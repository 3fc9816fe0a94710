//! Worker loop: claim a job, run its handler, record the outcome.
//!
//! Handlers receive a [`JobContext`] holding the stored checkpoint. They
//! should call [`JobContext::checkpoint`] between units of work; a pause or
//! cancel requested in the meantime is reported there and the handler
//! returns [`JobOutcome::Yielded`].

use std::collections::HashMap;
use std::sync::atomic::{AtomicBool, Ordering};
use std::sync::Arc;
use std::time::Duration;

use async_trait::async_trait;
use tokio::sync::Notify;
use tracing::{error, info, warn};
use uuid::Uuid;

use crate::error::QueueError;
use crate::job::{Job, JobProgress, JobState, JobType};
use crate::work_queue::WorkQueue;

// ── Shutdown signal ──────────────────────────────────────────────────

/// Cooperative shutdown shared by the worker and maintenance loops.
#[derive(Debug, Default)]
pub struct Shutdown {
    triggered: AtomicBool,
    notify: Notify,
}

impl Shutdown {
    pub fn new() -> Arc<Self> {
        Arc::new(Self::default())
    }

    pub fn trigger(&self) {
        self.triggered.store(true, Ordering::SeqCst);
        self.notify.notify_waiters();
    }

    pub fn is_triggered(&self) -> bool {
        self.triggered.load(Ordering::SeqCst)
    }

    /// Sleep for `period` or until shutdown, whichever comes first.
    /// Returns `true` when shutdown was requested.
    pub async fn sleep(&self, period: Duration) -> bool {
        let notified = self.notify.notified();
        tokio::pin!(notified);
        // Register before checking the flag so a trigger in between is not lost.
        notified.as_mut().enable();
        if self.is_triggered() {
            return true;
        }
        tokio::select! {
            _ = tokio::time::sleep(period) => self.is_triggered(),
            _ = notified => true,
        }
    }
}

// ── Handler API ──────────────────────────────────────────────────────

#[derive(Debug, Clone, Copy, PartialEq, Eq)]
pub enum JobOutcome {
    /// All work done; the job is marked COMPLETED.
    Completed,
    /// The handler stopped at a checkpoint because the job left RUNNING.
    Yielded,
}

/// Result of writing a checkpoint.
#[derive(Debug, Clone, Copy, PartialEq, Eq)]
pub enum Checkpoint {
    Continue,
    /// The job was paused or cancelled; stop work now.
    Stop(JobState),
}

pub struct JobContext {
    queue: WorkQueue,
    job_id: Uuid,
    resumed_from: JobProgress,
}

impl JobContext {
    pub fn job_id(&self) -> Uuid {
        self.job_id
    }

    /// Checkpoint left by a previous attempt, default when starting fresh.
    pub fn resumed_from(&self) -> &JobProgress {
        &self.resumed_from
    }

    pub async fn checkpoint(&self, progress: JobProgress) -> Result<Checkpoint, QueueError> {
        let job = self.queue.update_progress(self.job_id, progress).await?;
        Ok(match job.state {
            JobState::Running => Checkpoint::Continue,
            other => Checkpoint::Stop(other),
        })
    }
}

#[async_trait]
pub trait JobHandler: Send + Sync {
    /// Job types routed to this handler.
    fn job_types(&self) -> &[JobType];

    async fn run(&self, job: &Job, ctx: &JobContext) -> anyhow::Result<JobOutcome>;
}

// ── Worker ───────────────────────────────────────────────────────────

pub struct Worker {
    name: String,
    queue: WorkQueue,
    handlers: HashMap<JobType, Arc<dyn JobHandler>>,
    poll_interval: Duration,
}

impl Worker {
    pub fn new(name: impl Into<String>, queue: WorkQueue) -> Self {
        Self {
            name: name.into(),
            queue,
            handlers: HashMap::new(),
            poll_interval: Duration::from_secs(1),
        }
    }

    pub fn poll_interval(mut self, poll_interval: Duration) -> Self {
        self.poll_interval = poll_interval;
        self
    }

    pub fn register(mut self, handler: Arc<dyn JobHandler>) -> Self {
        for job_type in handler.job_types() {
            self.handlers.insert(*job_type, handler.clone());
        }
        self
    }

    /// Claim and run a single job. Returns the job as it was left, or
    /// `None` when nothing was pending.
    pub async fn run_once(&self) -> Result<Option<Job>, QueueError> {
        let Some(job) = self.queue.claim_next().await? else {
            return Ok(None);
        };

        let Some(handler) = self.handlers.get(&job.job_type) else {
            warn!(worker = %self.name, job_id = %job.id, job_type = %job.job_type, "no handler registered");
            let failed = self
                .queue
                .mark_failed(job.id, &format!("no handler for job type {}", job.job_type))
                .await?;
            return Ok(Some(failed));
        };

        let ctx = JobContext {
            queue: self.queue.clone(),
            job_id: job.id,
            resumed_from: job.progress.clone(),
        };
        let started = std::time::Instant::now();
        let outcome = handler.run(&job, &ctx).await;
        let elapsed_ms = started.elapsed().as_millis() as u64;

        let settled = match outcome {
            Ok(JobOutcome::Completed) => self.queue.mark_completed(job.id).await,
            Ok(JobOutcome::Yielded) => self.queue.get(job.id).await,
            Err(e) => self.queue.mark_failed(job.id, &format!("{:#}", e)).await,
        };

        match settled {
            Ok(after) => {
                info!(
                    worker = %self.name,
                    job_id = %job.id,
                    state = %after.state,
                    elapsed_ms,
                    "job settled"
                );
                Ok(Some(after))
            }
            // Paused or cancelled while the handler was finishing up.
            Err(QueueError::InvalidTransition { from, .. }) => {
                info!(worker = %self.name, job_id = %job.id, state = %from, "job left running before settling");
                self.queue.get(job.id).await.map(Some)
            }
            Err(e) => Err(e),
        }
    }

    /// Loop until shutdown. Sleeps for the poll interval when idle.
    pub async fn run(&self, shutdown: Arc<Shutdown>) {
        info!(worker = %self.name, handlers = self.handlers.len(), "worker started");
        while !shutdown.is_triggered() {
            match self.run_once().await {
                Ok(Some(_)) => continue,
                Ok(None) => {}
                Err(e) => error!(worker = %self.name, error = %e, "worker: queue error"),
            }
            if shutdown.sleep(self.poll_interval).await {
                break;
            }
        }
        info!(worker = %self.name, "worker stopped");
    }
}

**Directions:**
Beginning with the line above that contains "handlers: HashMap<JobType, Arc<dyn", copy each line exactly up to and including the line that contains "pub async fn run_once(&self)", and go no further.

**Answer area:**
    handlers: HashMap<JobType, Arc<dyn JobHandler>>,
    poll_interval: Duration,
}

impl Worker {
    pub fn new(name: impl Into<String>, queue: WorkQueue) -> Self {
        Self {
            name: name.into(),
            queue,
            handlers: HashMap::new(),
            poll_interval: Duration::from_secs(1),
        }
    }

    pub fn poll_interval(mut self, poll_interval: Duration) -> Self {
        self.poll_interval = poll_interval;
        self
    }

    pub fn register(mut self, handler: Arc<dyn JobHandler>) -> Self {
        for job_type in handler.job_types() {
            self.handlers.insert(*job_type, handler.clone());
        }
        self
    }

    /// Claim and run a single job. Returns the job as it was left, or
    /// `None` when nothing was pending.
    pub async fn run_once(&self) -> Result<Option<Job>, QueueError> {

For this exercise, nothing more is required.